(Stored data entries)
<<<<

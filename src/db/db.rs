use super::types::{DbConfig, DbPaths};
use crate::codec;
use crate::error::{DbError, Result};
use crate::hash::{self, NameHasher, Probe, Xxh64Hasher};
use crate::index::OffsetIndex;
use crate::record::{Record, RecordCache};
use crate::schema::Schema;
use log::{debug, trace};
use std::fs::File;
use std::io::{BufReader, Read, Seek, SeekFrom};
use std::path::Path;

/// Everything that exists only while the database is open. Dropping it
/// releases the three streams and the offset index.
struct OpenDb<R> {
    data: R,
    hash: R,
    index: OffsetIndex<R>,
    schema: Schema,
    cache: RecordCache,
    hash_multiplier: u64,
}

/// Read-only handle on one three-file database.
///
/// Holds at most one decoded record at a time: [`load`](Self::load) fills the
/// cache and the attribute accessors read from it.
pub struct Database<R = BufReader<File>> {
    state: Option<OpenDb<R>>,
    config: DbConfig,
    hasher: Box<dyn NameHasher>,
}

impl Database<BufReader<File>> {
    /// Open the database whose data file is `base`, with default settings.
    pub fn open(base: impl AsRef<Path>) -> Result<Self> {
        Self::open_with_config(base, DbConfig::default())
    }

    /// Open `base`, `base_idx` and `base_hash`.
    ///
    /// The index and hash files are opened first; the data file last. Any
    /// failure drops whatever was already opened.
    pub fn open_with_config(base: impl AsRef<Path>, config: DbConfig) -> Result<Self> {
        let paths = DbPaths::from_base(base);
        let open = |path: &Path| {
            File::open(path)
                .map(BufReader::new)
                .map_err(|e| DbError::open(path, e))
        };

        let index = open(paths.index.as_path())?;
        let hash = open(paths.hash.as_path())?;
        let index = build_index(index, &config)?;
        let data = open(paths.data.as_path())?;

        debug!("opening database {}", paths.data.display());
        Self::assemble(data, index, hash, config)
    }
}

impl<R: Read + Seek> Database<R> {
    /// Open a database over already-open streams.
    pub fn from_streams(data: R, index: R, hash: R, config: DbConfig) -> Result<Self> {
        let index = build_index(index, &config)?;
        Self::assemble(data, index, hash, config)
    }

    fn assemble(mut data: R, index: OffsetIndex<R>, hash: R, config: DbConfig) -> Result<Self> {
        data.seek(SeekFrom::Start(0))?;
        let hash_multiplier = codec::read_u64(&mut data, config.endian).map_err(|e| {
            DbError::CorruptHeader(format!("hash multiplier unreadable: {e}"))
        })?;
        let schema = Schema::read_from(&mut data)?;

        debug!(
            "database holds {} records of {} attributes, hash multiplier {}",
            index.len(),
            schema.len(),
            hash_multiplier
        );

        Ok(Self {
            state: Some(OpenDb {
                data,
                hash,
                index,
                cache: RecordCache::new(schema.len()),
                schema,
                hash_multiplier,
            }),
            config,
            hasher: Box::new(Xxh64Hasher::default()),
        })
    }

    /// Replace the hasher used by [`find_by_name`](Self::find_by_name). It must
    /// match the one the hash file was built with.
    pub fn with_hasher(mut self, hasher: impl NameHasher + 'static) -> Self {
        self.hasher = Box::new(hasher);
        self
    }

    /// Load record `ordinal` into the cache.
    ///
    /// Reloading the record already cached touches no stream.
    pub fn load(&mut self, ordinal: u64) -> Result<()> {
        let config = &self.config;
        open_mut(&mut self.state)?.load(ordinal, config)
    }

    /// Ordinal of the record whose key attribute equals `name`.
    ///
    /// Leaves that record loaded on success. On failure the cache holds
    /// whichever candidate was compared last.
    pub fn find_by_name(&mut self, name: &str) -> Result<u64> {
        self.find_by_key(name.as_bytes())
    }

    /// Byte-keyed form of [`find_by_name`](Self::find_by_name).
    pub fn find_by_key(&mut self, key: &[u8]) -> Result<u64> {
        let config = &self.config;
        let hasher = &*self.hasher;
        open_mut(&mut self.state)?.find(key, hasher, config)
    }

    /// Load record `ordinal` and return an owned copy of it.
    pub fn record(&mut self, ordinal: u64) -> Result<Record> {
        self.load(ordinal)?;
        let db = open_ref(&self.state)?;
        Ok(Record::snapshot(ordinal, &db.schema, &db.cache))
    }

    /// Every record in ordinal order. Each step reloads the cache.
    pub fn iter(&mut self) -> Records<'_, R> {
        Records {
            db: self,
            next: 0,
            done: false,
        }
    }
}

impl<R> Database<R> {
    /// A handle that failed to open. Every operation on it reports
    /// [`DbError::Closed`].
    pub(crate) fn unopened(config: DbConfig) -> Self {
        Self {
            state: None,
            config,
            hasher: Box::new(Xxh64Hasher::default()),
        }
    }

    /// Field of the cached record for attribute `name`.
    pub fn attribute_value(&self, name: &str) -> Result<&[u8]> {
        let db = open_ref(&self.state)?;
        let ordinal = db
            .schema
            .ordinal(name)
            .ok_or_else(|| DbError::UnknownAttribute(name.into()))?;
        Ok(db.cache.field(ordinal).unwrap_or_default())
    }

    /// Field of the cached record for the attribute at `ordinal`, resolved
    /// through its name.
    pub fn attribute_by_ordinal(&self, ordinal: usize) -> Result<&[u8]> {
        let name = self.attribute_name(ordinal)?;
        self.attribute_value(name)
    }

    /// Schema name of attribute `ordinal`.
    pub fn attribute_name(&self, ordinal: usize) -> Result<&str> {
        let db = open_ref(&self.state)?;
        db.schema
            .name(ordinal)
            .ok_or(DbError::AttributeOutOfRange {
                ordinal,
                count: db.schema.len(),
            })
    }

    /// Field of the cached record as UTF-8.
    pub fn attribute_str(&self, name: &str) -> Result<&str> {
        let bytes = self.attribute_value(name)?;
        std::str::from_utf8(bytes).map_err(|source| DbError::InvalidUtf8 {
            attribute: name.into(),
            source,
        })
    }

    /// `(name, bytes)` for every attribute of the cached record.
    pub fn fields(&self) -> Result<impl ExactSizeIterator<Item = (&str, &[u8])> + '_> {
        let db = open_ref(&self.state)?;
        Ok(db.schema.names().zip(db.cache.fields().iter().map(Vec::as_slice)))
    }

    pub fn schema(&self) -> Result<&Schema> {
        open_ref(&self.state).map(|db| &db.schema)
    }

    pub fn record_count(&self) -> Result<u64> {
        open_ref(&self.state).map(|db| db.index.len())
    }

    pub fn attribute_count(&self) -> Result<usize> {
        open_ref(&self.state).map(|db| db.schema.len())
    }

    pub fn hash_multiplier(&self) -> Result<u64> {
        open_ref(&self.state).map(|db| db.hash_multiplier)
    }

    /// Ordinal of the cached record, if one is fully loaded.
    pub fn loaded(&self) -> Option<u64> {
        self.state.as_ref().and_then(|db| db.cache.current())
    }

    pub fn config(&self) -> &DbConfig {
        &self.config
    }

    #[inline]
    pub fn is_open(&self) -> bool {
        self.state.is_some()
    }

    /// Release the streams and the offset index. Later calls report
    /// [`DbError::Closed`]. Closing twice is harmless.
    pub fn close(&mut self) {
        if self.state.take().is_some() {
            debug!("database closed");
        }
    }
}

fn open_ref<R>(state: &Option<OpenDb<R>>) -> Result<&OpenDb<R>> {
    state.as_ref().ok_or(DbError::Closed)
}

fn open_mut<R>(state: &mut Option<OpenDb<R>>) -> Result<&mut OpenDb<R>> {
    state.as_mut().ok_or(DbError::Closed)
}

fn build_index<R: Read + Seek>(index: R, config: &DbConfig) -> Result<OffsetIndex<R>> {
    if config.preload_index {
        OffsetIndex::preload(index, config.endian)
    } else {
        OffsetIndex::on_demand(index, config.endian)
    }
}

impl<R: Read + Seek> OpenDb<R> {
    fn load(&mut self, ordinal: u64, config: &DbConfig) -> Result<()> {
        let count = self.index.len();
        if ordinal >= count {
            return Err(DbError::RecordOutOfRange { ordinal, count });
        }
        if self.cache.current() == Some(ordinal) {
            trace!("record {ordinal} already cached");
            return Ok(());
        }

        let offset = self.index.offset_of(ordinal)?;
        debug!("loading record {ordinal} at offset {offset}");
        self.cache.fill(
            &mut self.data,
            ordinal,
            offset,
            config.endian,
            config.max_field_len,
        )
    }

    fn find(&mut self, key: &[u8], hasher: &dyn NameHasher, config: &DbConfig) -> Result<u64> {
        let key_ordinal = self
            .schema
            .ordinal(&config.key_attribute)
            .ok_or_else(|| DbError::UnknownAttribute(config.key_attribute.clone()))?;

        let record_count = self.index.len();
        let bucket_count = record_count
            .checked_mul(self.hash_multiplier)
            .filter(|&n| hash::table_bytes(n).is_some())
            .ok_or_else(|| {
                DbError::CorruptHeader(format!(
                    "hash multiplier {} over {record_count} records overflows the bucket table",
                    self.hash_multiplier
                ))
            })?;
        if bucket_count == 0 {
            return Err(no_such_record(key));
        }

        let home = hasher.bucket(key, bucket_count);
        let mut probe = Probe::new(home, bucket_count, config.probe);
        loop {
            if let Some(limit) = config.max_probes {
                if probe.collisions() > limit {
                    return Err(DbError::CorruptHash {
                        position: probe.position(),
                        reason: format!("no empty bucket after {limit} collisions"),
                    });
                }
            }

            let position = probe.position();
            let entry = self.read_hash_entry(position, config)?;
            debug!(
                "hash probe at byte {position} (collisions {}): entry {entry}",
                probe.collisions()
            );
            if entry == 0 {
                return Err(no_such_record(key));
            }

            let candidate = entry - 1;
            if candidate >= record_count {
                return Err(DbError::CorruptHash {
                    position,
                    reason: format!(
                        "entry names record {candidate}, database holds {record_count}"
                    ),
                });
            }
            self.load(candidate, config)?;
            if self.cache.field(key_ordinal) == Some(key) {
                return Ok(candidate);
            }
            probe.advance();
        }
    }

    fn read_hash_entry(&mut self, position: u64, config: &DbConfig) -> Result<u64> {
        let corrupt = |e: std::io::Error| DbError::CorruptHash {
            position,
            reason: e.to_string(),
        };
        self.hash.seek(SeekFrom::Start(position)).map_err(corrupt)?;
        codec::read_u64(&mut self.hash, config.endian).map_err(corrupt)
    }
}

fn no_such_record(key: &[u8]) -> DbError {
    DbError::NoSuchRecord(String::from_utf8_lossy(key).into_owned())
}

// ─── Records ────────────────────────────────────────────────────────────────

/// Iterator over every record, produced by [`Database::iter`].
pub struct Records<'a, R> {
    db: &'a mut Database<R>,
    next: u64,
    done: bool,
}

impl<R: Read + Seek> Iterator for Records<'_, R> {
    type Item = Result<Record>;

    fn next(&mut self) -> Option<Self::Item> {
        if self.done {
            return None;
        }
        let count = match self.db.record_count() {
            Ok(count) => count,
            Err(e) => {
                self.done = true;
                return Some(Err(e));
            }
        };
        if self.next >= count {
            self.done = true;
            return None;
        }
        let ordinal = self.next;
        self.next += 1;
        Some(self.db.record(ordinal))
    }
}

>>>>

_What the exercise asks_:
Among the records above, which lines hold the word "that"? Copy each one.

_Exercise result_:
/// Everything that exists only while the database is open. Dropping it
    /// Leaves that record loaded on success. On failure the cache holds
    /// A handle that failed to open. Every operation on it reports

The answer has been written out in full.